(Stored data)
>>>

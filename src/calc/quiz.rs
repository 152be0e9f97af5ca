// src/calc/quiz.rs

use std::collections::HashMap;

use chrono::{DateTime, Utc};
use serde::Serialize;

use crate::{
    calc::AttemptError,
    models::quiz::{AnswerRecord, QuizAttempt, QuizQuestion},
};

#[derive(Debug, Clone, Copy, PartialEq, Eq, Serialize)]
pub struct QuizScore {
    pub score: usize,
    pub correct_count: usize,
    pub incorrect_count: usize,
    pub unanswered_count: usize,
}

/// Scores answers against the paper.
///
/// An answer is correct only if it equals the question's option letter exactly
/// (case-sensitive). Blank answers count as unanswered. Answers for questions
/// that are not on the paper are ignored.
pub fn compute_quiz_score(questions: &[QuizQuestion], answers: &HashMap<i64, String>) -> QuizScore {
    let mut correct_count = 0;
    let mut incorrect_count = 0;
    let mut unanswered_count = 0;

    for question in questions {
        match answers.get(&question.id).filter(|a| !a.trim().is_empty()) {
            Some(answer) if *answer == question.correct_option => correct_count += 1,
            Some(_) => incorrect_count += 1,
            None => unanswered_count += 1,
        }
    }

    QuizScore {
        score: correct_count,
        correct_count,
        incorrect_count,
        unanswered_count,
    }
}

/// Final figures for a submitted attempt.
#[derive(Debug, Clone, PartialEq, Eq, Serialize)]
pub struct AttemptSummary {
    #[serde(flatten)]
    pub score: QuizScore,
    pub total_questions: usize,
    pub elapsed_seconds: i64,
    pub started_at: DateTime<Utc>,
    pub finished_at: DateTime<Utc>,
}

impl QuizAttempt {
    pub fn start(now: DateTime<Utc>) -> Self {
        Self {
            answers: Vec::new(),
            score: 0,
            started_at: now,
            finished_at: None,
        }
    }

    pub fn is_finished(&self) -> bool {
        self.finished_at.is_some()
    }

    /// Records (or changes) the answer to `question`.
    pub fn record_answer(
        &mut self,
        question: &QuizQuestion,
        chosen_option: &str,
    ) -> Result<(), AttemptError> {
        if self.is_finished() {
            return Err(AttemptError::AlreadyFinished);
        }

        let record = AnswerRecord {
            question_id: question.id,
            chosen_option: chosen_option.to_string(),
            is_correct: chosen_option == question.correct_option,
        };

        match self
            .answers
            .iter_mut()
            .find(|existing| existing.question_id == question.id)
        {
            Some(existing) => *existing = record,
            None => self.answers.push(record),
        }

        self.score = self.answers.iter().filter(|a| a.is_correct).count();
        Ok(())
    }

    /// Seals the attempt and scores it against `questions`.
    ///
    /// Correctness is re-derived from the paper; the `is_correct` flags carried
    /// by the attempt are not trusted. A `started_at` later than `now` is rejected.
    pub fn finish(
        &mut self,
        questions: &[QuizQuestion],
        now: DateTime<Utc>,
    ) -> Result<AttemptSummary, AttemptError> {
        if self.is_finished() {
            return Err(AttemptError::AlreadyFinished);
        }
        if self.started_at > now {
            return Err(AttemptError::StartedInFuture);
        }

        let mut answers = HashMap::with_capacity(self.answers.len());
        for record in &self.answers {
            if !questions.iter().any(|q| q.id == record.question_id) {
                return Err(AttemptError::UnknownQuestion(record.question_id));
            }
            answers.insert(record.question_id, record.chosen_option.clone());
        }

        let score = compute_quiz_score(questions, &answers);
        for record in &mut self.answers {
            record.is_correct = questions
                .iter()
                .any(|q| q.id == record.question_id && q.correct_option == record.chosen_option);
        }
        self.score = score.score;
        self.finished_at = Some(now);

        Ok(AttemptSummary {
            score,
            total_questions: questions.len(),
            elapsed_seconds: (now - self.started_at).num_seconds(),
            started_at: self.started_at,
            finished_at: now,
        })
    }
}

<<<

* What you need to do:
Wherever the string "PartialEq" shows up in a line of the records, count that line once. Report the total alone.

* Written response:
2